## Your goal
A single number is the answer here: the count of lines in the data below that include the word "characters".

## Records supplied
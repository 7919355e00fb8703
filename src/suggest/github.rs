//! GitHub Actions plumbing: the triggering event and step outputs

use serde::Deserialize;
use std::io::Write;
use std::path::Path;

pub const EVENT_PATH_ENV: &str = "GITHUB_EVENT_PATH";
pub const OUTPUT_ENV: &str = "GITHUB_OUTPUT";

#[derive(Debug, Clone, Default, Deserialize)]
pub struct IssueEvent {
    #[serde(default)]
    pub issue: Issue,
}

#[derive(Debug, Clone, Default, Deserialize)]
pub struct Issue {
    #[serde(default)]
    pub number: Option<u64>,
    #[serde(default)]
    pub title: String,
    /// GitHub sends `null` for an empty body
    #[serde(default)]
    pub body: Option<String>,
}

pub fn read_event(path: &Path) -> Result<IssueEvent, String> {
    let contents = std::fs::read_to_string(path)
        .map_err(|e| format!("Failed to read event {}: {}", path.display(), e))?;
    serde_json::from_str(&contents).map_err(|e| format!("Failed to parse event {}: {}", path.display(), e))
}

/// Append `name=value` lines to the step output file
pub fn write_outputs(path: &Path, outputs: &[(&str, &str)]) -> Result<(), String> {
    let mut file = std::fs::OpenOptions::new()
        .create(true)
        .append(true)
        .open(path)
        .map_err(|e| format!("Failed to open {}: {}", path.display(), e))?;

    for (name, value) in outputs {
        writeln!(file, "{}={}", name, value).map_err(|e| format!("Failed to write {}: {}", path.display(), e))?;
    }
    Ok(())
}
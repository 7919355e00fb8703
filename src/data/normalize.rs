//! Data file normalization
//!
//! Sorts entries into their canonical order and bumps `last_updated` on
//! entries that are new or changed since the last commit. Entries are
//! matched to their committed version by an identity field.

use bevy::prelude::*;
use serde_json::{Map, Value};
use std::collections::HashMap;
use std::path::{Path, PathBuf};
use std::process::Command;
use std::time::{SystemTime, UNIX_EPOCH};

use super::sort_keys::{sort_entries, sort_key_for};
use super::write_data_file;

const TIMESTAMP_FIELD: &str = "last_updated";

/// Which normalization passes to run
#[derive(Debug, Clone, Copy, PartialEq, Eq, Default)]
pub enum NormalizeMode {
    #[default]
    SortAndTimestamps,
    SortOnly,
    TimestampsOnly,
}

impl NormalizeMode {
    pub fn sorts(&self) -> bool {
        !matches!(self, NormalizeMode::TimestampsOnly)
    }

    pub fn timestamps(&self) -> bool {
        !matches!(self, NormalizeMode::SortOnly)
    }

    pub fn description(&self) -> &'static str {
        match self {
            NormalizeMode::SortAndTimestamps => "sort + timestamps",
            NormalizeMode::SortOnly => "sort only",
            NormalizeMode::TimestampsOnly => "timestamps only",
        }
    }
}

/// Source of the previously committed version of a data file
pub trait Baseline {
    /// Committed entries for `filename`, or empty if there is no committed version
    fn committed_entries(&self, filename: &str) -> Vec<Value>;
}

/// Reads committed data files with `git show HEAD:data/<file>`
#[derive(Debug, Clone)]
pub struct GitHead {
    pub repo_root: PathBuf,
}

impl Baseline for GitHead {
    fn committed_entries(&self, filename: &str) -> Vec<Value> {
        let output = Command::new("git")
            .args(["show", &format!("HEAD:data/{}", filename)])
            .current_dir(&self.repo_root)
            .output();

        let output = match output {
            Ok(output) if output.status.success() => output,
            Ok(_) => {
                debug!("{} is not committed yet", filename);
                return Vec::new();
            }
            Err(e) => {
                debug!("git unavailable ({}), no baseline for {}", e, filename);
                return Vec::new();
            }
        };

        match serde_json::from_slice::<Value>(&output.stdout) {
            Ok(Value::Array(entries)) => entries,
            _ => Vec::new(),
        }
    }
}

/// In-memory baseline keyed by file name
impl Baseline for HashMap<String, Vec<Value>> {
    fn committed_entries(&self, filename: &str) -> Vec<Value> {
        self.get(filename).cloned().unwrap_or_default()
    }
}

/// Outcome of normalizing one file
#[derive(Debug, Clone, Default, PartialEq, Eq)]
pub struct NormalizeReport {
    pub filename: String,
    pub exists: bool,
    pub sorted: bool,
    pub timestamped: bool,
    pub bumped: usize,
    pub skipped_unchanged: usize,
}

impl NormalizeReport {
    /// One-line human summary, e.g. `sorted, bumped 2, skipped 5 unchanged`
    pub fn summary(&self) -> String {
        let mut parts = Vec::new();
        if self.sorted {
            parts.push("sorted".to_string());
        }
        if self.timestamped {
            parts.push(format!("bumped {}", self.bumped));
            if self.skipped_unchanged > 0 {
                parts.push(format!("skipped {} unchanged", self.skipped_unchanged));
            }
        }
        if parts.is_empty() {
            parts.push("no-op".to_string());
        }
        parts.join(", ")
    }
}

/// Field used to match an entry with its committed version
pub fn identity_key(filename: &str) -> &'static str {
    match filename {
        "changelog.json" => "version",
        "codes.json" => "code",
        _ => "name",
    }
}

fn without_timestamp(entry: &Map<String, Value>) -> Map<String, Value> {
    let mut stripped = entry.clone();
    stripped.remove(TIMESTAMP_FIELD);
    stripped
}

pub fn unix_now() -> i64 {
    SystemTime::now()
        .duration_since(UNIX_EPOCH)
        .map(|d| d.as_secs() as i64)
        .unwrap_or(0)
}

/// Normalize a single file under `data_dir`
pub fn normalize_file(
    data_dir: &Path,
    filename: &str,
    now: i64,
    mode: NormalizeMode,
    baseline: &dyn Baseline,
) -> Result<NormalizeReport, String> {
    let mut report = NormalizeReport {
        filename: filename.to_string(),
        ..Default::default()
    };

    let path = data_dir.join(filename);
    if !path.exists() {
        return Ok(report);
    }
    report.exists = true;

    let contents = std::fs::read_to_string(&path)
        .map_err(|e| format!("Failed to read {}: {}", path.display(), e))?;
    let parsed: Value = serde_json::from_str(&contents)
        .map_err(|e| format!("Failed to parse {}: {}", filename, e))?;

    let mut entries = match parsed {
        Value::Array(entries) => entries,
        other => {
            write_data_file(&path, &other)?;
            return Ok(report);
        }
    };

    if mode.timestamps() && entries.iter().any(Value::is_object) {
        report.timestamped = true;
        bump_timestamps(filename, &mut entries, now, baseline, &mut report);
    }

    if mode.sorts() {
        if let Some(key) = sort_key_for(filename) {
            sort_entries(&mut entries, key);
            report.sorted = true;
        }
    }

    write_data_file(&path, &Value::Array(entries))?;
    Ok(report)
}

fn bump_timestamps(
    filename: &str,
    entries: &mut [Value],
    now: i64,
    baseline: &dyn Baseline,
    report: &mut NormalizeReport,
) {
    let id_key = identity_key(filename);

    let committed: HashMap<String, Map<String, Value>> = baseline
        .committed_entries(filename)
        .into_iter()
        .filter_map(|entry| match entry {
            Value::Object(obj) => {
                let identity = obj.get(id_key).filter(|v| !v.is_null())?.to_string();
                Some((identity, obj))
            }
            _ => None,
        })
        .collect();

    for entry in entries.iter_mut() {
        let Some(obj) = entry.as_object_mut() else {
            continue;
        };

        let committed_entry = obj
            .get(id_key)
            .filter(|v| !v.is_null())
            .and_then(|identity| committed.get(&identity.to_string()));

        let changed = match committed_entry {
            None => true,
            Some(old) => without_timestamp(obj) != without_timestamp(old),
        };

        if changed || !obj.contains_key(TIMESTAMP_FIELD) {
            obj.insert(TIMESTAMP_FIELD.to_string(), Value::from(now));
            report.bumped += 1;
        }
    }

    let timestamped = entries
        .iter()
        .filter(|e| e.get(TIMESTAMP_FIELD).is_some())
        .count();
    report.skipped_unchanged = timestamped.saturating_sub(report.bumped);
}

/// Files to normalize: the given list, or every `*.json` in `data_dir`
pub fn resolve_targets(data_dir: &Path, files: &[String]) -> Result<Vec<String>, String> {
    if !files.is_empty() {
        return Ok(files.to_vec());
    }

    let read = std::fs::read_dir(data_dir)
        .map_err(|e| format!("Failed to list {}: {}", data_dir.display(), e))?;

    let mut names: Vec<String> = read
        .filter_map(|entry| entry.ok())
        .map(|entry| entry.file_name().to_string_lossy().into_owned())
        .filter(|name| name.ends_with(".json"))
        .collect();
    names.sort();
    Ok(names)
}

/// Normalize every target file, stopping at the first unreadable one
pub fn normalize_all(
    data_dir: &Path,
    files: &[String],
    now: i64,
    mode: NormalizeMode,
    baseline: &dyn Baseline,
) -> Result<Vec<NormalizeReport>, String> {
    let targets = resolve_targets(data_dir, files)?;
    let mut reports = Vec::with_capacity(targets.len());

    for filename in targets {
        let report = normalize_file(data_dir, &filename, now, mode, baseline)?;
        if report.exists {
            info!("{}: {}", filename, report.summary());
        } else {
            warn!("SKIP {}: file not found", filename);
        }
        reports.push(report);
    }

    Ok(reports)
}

---

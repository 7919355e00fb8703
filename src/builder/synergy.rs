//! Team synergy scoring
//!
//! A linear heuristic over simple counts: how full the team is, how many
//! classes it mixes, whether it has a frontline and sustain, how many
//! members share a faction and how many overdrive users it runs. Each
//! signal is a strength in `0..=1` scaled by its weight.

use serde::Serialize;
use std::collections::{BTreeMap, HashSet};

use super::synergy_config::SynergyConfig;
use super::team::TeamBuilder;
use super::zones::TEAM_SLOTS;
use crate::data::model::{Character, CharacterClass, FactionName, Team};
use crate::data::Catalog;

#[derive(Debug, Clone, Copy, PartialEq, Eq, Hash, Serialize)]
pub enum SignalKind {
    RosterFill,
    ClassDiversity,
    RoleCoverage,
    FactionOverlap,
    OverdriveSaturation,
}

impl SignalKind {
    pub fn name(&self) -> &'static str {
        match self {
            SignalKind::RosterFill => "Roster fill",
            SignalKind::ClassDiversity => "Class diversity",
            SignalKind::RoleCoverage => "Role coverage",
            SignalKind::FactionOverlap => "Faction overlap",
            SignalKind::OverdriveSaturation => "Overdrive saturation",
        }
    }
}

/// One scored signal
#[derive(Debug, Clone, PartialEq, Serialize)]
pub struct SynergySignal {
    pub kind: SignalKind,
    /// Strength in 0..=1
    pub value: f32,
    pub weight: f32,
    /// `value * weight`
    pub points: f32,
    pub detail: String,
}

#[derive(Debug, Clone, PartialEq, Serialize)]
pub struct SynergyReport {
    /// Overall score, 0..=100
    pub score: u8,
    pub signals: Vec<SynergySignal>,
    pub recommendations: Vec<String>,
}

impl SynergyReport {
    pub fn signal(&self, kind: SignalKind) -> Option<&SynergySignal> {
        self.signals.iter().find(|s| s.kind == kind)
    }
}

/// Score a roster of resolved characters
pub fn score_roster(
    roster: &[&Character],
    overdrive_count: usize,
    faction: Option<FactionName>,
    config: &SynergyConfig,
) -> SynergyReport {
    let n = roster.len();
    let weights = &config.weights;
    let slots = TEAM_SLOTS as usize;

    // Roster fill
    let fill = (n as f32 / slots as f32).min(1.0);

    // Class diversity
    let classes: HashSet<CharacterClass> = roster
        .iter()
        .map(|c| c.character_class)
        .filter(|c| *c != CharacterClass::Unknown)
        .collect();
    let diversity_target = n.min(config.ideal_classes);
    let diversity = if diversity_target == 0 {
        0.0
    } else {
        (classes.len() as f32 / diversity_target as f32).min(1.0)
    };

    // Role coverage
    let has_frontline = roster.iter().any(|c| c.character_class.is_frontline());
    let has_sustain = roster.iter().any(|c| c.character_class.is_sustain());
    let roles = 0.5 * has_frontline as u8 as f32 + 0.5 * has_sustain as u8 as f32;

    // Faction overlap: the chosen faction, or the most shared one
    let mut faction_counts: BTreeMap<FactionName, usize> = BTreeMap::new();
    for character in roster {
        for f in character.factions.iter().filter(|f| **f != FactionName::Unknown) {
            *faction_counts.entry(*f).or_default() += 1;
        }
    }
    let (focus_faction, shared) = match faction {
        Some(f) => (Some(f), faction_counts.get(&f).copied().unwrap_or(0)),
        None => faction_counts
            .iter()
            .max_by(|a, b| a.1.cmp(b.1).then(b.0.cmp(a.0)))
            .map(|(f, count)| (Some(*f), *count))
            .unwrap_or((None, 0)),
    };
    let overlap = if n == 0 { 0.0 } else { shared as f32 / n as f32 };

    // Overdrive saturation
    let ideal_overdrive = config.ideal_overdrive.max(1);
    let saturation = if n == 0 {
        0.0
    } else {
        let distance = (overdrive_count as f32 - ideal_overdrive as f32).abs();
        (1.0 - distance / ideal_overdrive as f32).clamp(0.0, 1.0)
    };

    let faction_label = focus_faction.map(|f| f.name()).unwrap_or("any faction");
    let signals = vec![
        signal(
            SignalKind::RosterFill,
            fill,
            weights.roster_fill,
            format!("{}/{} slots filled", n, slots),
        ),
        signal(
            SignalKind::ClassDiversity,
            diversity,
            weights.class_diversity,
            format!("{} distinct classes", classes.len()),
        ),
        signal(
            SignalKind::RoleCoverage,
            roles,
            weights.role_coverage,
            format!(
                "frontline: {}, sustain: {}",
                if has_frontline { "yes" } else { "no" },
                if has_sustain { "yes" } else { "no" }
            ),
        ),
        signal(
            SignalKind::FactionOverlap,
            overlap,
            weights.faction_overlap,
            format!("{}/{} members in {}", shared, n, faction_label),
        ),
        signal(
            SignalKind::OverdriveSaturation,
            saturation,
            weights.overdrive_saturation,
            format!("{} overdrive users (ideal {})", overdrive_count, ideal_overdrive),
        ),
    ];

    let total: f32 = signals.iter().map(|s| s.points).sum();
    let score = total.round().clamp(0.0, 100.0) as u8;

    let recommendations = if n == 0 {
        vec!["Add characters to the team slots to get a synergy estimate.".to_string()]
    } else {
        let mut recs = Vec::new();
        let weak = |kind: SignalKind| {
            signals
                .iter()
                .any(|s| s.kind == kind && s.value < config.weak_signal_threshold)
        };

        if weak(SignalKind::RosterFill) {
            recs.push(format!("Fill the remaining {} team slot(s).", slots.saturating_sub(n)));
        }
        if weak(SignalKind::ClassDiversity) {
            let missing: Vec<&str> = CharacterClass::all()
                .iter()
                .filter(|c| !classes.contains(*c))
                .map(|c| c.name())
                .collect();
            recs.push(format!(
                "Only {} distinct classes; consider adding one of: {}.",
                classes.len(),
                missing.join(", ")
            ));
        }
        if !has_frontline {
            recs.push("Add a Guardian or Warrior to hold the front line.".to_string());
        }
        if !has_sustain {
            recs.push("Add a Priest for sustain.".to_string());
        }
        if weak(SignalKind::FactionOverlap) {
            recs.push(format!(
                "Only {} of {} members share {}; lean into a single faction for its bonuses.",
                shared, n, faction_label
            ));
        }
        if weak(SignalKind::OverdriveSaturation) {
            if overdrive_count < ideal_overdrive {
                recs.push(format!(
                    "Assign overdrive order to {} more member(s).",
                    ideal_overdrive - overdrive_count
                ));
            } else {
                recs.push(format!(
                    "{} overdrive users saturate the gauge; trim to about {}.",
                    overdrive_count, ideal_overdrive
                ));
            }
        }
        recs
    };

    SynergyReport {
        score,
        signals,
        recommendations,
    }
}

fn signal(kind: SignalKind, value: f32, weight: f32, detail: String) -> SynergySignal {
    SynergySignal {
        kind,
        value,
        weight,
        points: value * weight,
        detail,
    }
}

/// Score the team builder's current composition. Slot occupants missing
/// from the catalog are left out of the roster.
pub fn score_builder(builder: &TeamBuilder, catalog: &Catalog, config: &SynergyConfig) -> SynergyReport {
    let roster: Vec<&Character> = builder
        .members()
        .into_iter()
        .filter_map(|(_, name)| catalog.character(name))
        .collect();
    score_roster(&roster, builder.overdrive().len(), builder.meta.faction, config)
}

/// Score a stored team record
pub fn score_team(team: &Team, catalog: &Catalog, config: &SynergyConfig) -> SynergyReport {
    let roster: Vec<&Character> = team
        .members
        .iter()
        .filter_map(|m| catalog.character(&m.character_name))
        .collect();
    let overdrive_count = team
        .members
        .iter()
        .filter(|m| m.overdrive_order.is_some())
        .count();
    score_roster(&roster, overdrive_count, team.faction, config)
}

## Solution for this task
2